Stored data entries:
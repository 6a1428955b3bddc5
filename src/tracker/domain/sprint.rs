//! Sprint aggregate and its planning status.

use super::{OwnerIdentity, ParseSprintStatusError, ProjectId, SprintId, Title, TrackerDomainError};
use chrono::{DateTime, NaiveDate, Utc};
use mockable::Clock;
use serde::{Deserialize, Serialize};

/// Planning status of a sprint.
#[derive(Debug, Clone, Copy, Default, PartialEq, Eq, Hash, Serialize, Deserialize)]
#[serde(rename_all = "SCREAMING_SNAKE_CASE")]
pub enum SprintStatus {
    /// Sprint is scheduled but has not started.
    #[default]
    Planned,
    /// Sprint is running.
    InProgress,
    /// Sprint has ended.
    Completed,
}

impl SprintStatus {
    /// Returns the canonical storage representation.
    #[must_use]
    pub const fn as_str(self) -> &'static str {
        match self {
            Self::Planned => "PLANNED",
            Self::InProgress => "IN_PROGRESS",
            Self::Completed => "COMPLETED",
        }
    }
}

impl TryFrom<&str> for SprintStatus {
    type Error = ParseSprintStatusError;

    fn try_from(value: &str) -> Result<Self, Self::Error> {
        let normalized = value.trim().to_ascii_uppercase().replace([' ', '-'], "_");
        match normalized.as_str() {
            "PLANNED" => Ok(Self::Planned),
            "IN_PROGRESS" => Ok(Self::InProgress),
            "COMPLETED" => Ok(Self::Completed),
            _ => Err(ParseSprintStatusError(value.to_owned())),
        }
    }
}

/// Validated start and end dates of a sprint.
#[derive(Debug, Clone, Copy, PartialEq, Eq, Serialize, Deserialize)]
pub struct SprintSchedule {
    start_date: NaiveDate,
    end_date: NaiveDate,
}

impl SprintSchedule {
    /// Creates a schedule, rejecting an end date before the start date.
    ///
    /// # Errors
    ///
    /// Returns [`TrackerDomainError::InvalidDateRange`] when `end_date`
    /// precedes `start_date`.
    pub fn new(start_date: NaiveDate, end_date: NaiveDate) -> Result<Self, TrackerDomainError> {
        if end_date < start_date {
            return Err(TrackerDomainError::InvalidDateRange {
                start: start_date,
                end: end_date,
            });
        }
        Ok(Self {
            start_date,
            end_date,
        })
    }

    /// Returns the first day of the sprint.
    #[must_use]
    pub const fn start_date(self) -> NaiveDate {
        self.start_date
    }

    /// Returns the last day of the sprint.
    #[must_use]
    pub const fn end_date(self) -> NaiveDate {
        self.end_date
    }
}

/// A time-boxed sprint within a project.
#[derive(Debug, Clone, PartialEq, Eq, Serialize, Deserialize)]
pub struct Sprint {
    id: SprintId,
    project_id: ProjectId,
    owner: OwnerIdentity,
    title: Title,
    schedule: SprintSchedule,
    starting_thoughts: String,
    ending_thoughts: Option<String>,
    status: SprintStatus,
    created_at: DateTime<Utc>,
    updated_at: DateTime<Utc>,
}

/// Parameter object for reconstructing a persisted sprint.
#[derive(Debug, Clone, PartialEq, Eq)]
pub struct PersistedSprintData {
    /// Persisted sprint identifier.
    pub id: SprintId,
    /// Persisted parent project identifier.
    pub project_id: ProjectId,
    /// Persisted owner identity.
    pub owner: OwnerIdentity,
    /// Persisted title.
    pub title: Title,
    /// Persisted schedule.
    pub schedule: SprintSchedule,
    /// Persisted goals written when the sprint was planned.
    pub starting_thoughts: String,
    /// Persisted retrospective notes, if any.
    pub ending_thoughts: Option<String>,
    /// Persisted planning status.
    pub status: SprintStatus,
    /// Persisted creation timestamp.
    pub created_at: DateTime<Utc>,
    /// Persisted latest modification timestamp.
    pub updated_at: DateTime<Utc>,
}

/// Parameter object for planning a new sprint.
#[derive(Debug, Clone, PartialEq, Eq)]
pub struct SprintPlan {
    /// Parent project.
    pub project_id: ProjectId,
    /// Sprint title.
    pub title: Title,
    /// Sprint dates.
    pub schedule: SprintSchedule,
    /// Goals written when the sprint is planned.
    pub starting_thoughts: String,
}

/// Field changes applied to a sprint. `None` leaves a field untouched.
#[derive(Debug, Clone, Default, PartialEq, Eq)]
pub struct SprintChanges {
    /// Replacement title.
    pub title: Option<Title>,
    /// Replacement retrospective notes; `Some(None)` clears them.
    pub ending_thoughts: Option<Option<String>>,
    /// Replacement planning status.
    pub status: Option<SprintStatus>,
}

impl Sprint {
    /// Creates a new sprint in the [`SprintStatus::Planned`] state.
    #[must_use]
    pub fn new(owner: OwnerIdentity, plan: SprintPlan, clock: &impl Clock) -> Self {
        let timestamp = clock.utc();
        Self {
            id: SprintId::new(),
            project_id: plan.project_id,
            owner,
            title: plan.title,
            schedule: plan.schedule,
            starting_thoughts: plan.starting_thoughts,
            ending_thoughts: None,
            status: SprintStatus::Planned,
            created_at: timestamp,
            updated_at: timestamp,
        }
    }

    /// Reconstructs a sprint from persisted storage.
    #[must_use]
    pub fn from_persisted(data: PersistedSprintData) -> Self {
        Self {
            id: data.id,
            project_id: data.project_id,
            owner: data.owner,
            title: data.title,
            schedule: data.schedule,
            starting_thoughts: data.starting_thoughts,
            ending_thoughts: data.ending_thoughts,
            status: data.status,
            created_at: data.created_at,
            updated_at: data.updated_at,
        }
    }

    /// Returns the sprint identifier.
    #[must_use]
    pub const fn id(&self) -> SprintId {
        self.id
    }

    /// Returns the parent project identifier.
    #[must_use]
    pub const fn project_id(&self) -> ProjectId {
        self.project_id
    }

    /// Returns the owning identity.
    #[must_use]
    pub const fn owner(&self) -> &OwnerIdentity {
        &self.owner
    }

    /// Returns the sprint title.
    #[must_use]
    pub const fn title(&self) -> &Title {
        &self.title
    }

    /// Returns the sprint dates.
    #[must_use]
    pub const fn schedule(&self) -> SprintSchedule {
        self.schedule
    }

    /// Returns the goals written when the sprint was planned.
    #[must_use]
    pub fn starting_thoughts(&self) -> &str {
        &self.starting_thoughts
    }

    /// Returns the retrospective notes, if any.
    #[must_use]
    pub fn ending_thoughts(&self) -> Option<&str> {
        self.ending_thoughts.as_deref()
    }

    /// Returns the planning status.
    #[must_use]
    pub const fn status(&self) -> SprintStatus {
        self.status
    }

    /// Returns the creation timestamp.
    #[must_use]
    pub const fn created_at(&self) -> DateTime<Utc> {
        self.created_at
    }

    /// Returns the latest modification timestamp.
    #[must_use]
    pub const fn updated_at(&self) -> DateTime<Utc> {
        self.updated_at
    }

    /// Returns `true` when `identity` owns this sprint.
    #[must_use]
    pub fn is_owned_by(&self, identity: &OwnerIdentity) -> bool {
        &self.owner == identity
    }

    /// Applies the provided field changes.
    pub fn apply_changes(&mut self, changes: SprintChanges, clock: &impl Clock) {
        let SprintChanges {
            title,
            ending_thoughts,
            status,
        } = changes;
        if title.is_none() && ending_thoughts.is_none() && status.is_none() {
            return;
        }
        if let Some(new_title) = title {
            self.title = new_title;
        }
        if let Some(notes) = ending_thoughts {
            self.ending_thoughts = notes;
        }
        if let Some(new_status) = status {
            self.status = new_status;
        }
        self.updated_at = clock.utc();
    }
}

==

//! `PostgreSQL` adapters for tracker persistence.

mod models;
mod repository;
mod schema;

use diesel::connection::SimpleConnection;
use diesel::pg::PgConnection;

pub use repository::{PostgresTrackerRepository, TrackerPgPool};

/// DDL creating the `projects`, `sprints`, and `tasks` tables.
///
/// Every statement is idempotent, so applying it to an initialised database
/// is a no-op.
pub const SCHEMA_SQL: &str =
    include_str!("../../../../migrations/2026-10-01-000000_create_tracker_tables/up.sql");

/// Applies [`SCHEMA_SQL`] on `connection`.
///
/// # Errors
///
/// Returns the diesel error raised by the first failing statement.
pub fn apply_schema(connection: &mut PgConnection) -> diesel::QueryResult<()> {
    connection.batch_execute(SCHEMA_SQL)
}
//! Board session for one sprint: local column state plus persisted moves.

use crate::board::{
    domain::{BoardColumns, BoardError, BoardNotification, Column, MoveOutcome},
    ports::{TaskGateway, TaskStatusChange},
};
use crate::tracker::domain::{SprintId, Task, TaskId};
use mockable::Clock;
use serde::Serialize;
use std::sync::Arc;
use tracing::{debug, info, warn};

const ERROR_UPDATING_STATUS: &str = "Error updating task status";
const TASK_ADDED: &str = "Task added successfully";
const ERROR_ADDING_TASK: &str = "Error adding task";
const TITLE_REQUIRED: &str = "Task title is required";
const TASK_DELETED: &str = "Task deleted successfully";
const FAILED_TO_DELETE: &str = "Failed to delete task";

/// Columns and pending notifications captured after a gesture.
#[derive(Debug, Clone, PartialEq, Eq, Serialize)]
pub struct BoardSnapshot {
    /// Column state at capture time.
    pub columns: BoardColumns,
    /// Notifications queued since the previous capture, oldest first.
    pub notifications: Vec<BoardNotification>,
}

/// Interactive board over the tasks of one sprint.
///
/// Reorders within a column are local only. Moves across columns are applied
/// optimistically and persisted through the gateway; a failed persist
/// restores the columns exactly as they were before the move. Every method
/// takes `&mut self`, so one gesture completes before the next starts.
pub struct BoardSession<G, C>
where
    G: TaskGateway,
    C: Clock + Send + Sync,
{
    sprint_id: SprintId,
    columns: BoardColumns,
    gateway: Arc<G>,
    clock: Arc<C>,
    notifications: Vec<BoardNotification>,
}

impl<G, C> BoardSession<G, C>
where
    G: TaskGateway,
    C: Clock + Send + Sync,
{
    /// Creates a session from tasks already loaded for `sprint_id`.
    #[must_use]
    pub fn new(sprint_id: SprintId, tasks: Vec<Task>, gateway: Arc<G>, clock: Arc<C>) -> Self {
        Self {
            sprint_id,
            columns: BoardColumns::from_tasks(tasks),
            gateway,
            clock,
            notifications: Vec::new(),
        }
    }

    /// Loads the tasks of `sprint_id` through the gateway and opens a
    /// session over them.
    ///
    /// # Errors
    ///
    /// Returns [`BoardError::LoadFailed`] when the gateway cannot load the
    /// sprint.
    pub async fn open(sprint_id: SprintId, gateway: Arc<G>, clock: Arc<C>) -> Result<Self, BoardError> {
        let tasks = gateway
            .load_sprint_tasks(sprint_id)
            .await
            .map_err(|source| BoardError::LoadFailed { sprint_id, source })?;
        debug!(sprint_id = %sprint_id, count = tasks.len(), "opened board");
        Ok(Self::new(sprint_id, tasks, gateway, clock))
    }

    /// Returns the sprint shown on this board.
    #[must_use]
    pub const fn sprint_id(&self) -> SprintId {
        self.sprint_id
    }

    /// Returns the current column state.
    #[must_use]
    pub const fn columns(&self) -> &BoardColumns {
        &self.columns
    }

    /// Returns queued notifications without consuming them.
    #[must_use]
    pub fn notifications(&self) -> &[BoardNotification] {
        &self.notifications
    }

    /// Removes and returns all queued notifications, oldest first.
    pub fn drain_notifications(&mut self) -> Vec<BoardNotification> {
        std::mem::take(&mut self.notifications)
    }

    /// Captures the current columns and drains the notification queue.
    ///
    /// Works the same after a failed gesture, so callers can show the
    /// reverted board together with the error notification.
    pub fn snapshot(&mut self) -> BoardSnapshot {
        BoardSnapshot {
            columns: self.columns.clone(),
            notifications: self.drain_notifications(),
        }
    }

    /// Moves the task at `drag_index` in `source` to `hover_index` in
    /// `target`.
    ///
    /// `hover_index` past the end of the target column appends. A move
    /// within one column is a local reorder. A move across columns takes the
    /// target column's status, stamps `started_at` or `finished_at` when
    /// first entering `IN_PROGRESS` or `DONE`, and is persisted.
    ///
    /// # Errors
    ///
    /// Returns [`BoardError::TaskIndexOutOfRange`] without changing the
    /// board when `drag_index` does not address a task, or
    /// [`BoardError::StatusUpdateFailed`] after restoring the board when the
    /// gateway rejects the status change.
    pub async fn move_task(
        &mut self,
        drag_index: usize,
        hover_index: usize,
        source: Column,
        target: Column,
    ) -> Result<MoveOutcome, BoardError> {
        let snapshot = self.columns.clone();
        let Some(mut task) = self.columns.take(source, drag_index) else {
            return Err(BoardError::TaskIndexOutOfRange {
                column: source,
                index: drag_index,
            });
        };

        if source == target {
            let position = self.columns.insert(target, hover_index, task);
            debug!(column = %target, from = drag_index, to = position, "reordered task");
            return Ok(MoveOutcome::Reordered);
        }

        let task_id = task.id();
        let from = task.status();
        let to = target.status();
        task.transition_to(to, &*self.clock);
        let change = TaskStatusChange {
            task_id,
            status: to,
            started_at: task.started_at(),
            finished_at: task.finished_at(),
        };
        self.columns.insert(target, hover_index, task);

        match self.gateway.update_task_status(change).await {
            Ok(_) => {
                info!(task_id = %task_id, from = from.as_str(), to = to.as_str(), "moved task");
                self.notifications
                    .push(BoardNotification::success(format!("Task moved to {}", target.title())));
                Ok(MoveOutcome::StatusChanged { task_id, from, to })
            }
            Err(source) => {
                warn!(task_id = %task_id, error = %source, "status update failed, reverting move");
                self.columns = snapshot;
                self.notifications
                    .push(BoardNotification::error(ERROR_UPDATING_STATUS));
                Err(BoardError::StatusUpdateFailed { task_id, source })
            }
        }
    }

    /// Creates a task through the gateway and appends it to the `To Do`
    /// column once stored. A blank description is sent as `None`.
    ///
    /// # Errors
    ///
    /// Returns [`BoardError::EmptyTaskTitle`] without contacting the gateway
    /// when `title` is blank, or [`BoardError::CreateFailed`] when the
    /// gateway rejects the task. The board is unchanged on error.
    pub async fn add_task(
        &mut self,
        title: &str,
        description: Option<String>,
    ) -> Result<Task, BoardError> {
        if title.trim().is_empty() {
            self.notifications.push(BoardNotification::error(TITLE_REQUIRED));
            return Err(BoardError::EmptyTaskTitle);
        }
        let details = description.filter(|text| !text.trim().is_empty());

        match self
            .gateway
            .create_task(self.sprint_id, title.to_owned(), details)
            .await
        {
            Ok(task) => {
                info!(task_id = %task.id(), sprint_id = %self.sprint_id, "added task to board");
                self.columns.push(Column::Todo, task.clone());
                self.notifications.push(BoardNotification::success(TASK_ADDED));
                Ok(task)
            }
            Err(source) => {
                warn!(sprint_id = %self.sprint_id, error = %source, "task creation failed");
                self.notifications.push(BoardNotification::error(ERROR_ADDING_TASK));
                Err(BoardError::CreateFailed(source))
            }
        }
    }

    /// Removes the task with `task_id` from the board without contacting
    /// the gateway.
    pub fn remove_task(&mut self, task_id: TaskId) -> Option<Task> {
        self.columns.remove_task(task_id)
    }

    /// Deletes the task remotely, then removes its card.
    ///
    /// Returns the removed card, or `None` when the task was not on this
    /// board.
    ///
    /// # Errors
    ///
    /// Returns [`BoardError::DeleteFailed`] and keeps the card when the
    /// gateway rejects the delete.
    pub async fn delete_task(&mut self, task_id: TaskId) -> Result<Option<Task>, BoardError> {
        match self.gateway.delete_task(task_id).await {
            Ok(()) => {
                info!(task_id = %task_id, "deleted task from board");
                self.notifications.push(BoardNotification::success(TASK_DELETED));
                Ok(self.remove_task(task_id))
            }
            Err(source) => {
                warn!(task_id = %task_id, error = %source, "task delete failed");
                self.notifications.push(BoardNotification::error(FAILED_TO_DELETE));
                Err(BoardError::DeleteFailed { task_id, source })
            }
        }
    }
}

* * *

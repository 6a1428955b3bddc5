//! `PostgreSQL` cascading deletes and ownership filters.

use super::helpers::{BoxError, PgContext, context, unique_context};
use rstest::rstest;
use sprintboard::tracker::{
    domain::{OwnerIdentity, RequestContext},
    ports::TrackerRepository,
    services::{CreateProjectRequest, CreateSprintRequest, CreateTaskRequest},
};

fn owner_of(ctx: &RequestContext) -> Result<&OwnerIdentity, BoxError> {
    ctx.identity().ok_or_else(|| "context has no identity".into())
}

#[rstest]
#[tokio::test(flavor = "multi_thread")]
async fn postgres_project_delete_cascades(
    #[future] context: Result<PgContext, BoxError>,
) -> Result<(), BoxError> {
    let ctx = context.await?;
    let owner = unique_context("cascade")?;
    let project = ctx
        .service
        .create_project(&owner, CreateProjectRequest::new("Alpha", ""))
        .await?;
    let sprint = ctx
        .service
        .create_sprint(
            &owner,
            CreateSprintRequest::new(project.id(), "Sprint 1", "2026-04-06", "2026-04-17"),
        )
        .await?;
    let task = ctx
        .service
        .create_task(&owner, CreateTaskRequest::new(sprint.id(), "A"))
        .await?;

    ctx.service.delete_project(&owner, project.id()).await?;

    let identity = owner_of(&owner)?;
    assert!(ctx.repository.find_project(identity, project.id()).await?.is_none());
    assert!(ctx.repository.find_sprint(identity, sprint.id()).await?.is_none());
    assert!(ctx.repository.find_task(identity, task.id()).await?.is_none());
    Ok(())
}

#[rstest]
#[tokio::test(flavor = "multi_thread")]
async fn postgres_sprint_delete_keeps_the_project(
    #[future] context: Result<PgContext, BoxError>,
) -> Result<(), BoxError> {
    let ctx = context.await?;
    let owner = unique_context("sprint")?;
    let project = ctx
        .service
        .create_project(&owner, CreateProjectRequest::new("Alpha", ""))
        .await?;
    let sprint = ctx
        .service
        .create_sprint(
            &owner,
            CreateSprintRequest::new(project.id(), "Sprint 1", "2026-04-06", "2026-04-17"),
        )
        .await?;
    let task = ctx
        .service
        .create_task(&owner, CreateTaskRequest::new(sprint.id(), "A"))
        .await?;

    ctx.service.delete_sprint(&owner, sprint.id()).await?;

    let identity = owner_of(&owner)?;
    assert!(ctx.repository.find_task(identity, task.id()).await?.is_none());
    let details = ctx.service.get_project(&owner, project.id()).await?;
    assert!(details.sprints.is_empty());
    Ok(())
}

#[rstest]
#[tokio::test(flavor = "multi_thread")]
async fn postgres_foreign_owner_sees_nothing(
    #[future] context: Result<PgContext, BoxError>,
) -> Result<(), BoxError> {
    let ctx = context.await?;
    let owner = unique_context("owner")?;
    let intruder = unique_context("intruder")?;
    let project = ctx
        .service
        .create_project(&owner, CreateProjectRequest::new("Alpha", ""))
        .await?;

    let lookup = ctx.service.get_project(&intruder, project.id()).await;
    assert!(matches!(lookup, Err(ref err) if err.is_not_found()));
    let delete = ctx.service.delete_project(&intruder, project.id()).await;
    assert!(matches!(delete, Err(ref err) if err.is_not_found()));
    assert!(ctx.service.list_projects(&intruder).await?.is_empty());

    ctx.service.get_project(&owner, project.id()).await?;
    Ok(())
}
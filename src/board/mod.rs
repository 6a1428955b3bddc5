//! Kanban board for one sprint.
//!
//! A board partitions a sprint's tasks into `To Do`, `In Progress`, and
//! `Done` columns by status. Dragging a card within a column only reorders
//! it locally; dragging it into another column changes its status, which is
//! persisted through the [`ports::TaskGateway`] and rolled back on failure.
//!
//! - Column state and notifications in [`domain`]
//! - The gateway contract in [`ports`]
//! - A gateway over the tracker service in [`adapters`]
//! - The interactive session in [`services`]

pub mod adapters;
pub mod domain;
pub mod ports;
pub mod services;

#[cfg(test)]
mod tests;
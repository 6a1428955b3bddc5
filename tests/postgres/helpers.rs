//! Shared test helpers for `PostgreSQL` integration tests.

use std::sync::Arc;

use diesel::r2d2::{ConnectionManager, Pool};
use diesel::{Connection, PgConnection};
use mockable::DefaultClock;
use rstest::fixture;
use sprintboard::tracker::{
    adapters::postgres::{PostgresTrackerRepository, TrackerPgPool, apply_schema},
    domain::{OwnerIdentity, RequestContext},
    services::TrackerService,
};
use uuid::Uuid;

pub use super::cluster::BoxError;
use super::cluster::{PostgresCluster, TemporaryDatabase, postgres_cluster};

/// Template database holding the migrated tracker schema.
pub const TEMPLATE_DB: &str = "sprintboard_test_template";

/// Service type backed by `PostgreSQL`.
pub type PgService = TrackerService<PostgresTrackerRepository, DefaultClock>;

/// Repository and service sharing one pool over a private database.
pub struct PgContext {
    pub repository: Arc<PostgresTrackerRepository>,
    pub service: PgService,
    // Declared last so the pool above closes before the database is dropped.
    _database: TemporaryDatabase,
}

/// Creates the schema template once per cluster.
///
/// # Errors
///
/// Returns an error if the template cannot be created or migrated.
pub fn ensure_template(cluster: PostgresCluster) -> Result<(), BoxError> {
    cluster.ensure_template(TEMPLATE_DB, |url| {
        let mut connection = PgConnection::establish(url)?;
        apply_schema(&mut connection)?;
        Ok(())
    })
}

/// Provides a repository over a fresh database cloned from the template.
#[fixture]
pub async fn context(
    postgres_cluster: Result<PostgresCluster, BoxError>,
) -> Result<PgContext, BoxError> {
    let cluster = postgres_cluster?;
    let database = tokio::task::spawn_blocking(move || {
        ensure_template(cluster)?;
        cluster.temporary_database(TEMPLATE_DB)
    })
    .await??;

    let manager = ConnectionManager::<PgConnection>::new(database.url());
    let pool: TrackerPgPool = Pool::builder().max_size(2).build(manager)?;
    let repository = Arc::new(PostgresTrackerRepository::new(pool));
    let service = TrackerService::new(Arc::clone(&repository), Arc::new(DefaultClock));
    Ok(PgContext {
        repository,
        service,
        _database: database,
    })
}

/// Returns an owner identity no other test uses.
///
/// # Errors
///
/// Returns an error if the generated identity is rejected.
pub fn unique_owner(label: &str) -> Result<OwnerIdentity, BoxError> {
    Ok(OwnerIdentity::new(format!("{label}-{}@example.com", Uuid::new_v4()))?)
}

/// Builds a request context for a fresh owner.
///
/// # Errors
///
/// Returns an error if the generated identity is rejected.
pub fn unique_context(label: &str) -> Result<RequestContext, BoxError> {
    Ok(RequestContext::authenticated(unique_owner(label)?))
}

Problem details:
Scan the entries for the string "them" and report only how many lines contain it.

Written solution:
3